[Items listed in a dataset]
-- -- --
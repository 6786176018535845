//! evaluation::ape — rolling-origin accumulated prediction error.
//!
//! Purpose
//! -------
//! Score a FAR(p, d) specification by out-of-sample prediction: for each
//! series and each fold, refit the single-series model on a truncated
//! prefix, predict the next `horizon` points one step at a time, and
//! accumulate the squared prediction errors. Lower is better; sweeping
//! this over candidate `(p, d)` pairs or bandwidths is the intended
//! selection loop.
//!
//! Key behaviors
//! -------------
//! - Fold `q` (1-based) trains on the first `Tlength − q·horizon` points
//!   and predicts the `horizon` points immediately after the training
//!   window, so every fold's evaluation block is genuinely out of sample.
//! - The bandwidth proportion is inflated per fold by the sample-size
//!   correction `(Tlength / T_train)^{1/5}`, keeping the effective amount
//!   of smoothing comparable across training windows.
//! - Prediction lags are taken from the *full* series (they are in the
//!   training window's past or the evaluation block itself), while the
//!   coefficient lookup uses the truncated fit's own grid and field.
//! - Missing-aware: predictions that land in missing grid cells contribute
//!   nothing to the error sum; only a series with no finite prediction at
//!   all is an error.
//!
//! Invariants & assumptions
//! ------------------------
//! - The deepest training window must retain at least one design row;
//!   validated up front so all folds of all series are well defined.
//!
//! Downstream usage
//! ----------------
//! - Order / bandwidth selection ahead of a final
//!   [`crate::functional::models::MxfarModel`] fit.
//!
//! Testing notes
//! -------------
//! - Unit tests cover fold-depth validation and the near-zero score on
//!   noise-free linear data; discrimination between candidate orders is an
//!   integration-test concern.
use crate::evaluation::errors::{ApeError, ApeResult};
use crate::functional::core::data::{FarData, PanelData};
use crate::functional::core::options::FarOptions;
use crate::functional::core::shape::FarShape;
use crate::functional::models::FarModel;
use ndarray::{Array1, ArrayView1, ArrayView2, s};

/// Accumulated prediction error of a FAR(p, d) specification over a panel.
///
/// Parameters
/// ----------
/// - `panel`: validated panel; every series is scored independently with
///   the single-series model (the grouping plays no role here).
/// - `p` / `d`: candidate autoregressive order and reference lag.
/// - `horizon`: number of points predicted per fold; ≥ 1.
/// - `folds`: number of rolling folds per series; ≥ 1.
/// - `opts`: estimation options; `bwp` is the proportion for the *full*
///   series length and is rescaled per fold.
///
/// Returns
/// -------
/// `ApeResult<f64>`
///   The mean over series of each series's accumulated squared prediction
///   error, summed across folds, horizons, and response dimensions.
///
/// Errors
/// ------
/// - [`ApeError::InvalidHorizon`] / [`ApeError::InvalidFoldCount`] for
///   zero configuration values.
/// - [`ApeError::FoldTooDeep`] when the deepest training window retains no
///   design row.
/// - [`ApeError::NoFinitePredictions`] when a series contributes no finite
///   fold prediction at all.
/// - [`ApeError::Far`] when a per-fold refit rejects its derived input
///   (e.g. a truncated reference signal with a degenerate range).
pub fn ape(
    panel: &PanelData, p: usize, d: usize, horizon: usize, folds: usize, opts: &FarOptions,
) -> ApeResult<f64> {
    if horizon == 0 {
        return Err(ApeError::InvalidHorizon(horizon));
    }
    if folds == 0 {
        return Err(ApeError::InvalidFoldCount(folds));
    }
    let t_len = panel.series_len;
    let shape = FarShape::new(p, d, t_len)?;
    let deepest = t_len.saturating_sub(folds * horizon);
    if deepest <= shape.trim() {
        return Err(ApeError::FoldTooDeep {
            series_len: t_len,
            folds,
            horizon,
            trim: shape.trim(),
        });
    }

    let mut total = 0.0;
    for sidx in 0..panel.n_series() {
        total += series_ape(panel.series_y(sidx), panel.series_u(sidx), p, d, horizon, folds, opts)?;
    }
    Ok(total / panel.n_series() as f64)
}

//
// ---------- Private helpers (compact docs) ----------
//

/// Accumulated squared rolling-origin prediction error of one series.
fn series_ape(
    y: ArrayView2<'_, f64>, u: ArrayView1<'_, f64>, p: usize, d: usize, horizon: usize,
    folds: usize, opts: &FarOptions,
) -> ApeResult<f64> {
    let t_len = y.nrows();
    let k = y.ncols();
    let mut sse = 0.0;
    let mut count = 0usize;

    for q in 1..=folds {
        let train_len = t_len - q * horizon;
        let train = FarData {
            y: y.slice(s![..train_len, ..]).to_owned(),
            u: u.slice(s![..train_len]).to_owned(),
        };

        // Sample-size bandwidth correction; constructed directly because
        // the corrected proportion may legitimately exceed 1.
        let corrected = FarOptions {
            bwp: opts.bwp * (t_len as f64 / train_len as f64).powf(0.2),
            numpoints: opts.numpoints,
            compute_fpdc: false,
        };
        let fit = FarModel::new(p, d, corrected).estimate(&train)?;

        for h in 0..horizon {
            let t = train_len + h;
            let mut lags = Array1::zeros(k * p);
            for lag in 1..=p {
                for c in 0..k {
                    lags[(lag - 1) * k + c] = y[[t - lag, c]];
                }
            }
            if let Some(prediction) = fit.predict_row(lags.view(), u[t - d]) {
                for c in 0..k {
                    let err = y[[t, c]] - prediction[c];
                    sse += err * err;
                }
                count += k;
            }
        }
    }

    if count == 0 {
        return Err(ApeError::NoFinitePredictions);
    }
    Ok(sse)
}

#[cfg(test)]
mod tests {
    use super::*;
    use ndarray::{Array1, Array2};
    use rand::{Rng, SeedableRng, rngs::StdRng};
    use rand_distr::StandardNormal;

    // -------------------------------------------------------------------------
    // Scope
    // -----
    // These tests cover:
    // - Configuration validation (horizon, folds, fold depth).
    // - A near-zero score on noise-free linear data.
    // - A finite, nonnegative score on a noisy panel.
    // - Accumulation of the error sum across folds.
    //
    // They intentionally DO NOT cover:
    // - Order discrimination between candidate (p, d) pairs (integration
    //   tests).
    // -------------------------------------------------------------------------

    /// One-series panel of seeded Gaussian AR(1) data.
    fn ar1_panel(a: f64, t_len: usize, seed: u64) -> PanelData {
        let mut rng = StdRng::seed_from_u64(seed);
        let mut y = Array2::zeros((t_len, 1));
        let mut u = Array1::zeros(t_len);
        let mut prev = 0.0_f64;
        for t in 0..t_len {
            let eps: f64 = rng.sample(StandardNormal);
            prev = a * prev + eps;
            y[[t, 0]] = prev;
            u[t] = rng.sample(StandardNormal);
        }
        PanelData::new(vec![1], t_len, y, u).expect("panel should validate")
    }

    #[test]
    // Purpose
    // -------
    // Verify that zero and over-deep configurations are rejected before any
    // fitting happens.
    //
    // Given
    // -----
    // - A 200-point series with horizon 0, folds 0, and 10 folds of
    //   horizon 20 (deepest training window empty).
    //
    // Expect
    // ------
    // - The matching `ApeError` variant in each case.
    fn ape_rejects_invalid_fold_configurations() {
        // Arrange
        let panel = ar1_panel(0.4, 200, 3);
        let opts = FarOptions::default();

        // Act & Assert
        assert_eq!(ape(&panel, 1, 1, 0, 4, &opts).unwrap_err(), ApeError::InvalidHorizon(0));
        assert_eq!(ape(&panel, 1, 1, 25, 0, &opts).unwrap_err(), ApeError::InvalidFoldCount(0));
        assert_eq!(
            ape(&panel, 1, 1, 20, 10, &opts).unwrap_err(),
            ApeError::FoldTooDeep { series_len: 200, folds: 10, horizon: 20, trim: 1 }
        );
    }

    #[test]
    // Purpose
    // -------
    // On noise-free linear data every fold refit is exact, so the
    // accumulated prediction error must vanish.
    //
    // Given
    // -----
    // - y[t] = 0.6·y[t−1] with a well-spread reference signal, 2 folds of
    //   horizon 10.
    //
    // Expect
    // ------
    // - APE below 1e-12.
    fn ape_vanishes_on_noise_free_linear_data() {
        // Arrange
        let t_len = 300;
        let mut y = Array2::zeros((t_len, 1));
        y[[0, 0]] = 1.0;
        for t in 1..t_len {
            y[[t, 0]] = 0.6 * y[[t - 1, 0]];
        }
        let u = Array1::from_iter((0..t_len).map(|t| (t as f64 * 0.61).sin()));
        let panel = PanelData::new(vec![1], t_len, y, u).expect("panel should validate");
        let opts = FarOptions::new(0.3, 10, false).expect("valid options");

        // Act
        let score = ape(&panel, 1, 1, 10, 2, &opts).expect("ape should succeed");

        // Assert
        assert!(score < 1e-12, "noise-free APE {score} should vanish");
    }

    #[test]
    // Purpose
    // -------
    // Sanity-check the score on noisy data: finite and nonnegative.
    //
    // Given
    // -----
    // - A 400-point AR(1) series, 4 folds of horizon 25.
    //
    // Expect
    // ------
    // - A finite score ≥ 0.
    fn ape_is_finite_and_nonnegative_on_noisy_data() {
        // Arrange
        let panel = ar1_panel(0.5, 400, 11);
        let opts = FarOptions::new(0.2, 20, false).expect("valid options");

        // Act
        let score = ape(&panel, 1, 1, 25, 4, &opts).expect("ape should succeed");

        // Assert
        assert!(score.is_finite() && score >= 0.0, "score {score} should be finite and ≥ 0");
    }

    #[test]
    // Purpose
    // -------
    // Verify that the per-series score accumulates across folds instead of
    // averaging: adding folds of comparable error must grow the total.
    //
    // Given
    // -----
    // - The same noisy AR(1) series scored with 1 and 3 folds of
    //   horizon 25.
    //
    // Expect
    // ------
    // - The 3-fold score exceeds twice the 1-fold score (the shallowest
    //   fold is shared; two more folds of similar error are added on top).
    fn ape_accumulates_error_across_folds() {
        // Arrange
        let panel = ar1_panel(0.5, 400, 11);
        let opts = FarOptions::new(0.2, 20, false).expect("valid options");

        // Act
        let one_fold = ape(&panel, 1, 1, 25, 1, &opts).expect("ape should succeed");
        let three_folds = ape(&panel, 1, 1, 25, 3, &opts).expect("ape should succeed");

        // Assert
        assert!(
            three_folds > 2.0 * one_fold,
            "3-fold score {three_folds} should accumulate well beyond the 1-fold score {one_fold}"
        );
    }
}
-- -- --
Problem statement
A verbatim transcription is needed of the lines above, starting at the line with "the near-zero score on" and ending at the line with "for the *full*", both included, and of nothing else.

Solution for this problem
//! - Unit tests cover fold-depth validation and the near-zero score on
//!   noise-free linear data; discrimination between candidate orders is an
//!   integration-test concern.
use crate::evaluation::errors::{ApeError, ApeResult};
use crate::functional::core::data::{FarData, PanelData};
use crate::functional::core::options::FarOptions;
use crate::functional::core::shape::FarShape;
use crate::functional::models::FarModel;
use ndarray::{Array1, ArrayView1, ArrayView2, s};

/// Accumulated prediction error of a FAR(p, d) specification over a panel.
///
/// Parameters
/// ----------
/// - `panel`: validated panel; every series is scored independently with
///   the single-series model (the grouping plays no role here).
/// - `p` / `d`: candidate autoregressive order and reference lag.
/// - `horizon`: number of points predicted per fold; ≥ 1.
/// - `folds`: number of rolling folds per series; ≥ 1.
/// - `opts`: estimation options; `bwp` is the proportion for the *full*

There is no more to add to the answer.